TASK DETAILS
Search the lines of the records for the word "first", and copy every line that has it.

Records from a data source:
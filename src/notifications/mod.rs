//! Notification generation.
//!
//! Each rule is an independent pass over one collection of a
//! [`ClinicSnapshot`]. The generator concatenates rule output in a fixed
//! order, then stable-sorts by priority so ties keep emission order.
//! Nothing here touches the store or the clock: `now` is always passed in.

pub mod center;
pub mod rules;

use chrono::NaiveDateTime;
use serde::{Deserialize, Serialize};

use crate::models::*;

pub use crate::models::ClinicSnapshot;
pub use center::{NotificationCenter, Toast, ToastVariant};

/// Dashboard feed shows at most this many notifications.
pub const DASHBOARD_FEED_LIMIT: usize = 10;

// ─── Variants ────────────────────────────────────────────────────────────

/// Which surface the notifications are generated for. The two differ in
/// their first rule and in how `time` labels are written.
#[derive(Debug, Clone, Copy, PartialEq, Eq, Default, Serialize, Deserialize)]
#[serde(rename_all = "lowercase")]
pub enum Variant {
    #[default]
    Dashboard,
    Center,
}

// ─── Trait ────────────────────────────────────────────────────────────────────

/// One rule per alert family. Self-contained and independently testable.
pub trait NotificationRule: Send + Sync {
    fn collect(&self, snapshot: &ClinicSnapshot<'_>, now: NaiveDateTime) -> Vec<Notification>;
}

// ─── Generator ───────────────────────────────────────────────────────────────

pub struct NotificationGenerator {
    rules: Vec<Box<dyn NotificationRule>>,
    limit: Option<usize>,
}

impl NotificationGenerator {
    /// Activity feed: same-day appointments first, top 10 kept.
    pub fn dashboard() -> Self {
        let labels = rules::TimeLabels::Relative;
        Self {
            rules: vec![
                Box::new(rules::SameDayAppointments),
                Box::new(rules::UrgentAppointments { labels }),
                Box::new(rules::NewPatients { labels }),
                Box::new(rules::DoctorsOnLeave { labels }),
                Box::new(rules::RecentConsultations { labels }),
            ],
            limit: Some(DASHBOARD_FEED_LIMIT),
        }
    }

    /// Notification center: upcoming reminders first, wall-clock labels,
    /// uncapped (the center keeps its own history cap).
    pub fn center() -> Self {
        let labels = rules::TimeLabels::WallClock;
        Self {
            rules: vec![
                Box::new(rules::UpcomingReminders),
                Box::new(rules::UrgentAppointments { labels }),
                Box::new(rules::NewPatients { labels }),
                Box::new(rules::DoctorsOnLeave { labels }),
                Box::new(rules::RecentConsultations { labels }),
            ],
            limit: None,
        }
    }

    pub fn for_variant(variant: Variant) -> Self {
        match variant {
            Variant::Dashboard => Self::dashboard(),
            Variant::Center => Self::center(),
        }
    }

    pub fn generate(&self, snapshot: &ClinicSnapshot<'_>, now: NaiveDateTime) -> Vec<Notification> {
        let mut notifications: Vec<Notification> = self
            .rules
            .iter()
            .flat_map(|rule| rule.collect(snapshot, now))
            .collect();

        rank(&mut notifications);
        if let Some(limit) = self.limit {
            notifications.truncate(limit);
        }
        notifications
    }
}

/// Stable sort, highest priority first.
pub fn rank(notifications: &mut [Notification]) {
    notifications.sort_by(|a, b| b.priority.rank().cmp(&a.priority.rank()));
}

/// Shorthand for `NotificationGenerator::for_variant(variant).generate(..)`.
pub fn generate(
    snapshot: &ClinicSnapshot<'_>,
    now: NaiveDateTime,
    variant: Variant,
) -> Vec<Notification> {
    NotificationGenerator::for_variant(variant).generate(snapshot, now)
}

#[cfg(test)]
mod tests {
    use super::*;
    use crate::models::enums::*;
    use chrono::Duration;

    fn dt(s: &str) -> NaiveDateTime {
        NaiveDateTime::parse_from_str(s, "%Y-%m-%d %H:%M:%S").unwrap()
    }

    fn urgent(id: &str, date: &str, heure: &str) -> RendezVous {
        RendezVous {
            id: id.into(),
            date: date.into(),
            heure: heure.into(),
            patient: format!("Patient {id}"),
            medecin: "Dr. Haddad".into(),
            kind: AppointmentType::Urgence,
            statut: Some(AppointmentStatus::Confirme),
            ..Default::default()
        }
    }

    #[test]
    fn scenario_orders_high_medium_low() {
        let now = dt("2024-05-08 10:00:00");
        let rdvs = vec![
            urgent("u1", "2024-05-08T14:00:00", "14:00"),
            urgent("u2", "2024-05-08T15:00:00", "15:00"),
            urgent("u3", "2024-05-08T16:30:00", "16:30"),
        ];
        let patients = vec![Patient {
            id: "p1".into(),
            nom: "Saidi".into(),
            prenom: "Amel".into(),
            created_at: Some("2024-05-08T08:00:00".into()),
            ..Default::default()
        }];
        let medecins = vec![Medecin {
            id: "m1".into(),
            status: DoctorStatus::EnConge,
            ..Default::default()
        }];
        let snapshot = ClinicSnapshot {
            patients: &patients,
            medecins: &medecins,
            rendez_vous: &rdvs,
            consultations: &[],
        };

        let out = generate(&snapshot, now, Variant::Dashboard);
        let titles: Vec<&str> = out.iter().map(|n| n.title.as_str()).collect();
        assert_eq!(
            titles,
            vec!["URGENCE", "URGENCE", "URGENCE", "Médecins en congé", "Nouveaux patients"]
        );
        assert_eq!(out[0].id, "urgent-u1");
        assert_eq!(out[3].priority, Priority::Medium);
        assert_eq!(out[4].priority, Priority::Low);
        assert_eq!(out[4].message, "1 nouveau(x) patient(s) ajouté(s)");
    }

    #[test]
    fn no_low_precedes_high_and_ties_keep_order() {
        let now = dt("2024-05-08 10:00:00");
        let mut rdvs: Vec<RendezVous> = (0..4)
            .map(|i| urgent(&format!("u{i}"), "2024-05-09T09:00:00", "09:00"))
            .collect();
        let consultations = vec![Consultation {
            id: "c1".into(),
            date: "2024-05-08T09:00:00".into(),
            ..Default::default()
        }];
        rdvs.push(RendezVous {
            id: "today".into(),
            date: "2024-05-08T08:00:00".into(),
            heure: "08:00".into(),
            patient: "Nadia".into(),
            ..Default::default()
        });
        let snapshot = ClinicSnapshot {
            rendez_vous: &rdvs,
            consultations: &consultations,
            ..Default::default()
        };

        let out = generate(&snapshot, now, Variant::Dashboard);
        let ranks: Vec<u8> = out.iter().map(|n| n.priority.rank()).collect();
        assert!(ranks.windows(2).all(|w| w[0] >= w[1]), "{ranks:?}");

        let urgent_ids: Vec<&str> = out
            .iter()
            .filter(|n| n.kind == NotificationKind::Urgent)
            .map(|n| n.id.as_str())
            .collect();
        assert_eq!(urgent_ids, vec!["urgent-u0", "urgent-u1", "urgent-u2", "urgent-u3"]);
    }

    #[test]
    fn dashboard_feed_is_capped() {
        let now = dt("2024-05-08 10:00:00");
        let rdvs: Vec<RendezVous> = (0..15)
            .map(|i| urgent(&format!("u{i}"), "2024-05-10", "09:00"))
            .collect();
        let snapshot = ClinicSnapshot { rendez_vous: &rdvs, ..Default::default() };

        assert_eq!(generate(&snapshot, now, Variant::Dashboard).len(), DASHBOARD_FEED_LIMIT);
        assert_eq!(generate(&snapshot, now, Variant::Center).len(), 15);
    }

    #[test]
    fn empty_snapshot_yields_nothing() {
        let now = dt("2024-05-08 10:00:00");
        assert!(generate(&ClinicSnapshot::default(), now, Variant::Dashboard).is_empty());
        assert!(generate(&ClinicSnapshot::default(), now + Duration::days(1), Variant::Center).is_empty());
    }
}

RESULT BELOW
/// their first rule and in how `time` labels are written.
    /// Activity feed: same-day appointments first, top 10 kept.
    /// Notification center: upcoming reminders first, wall-clock labels,
/// Stable sort, highest priority first.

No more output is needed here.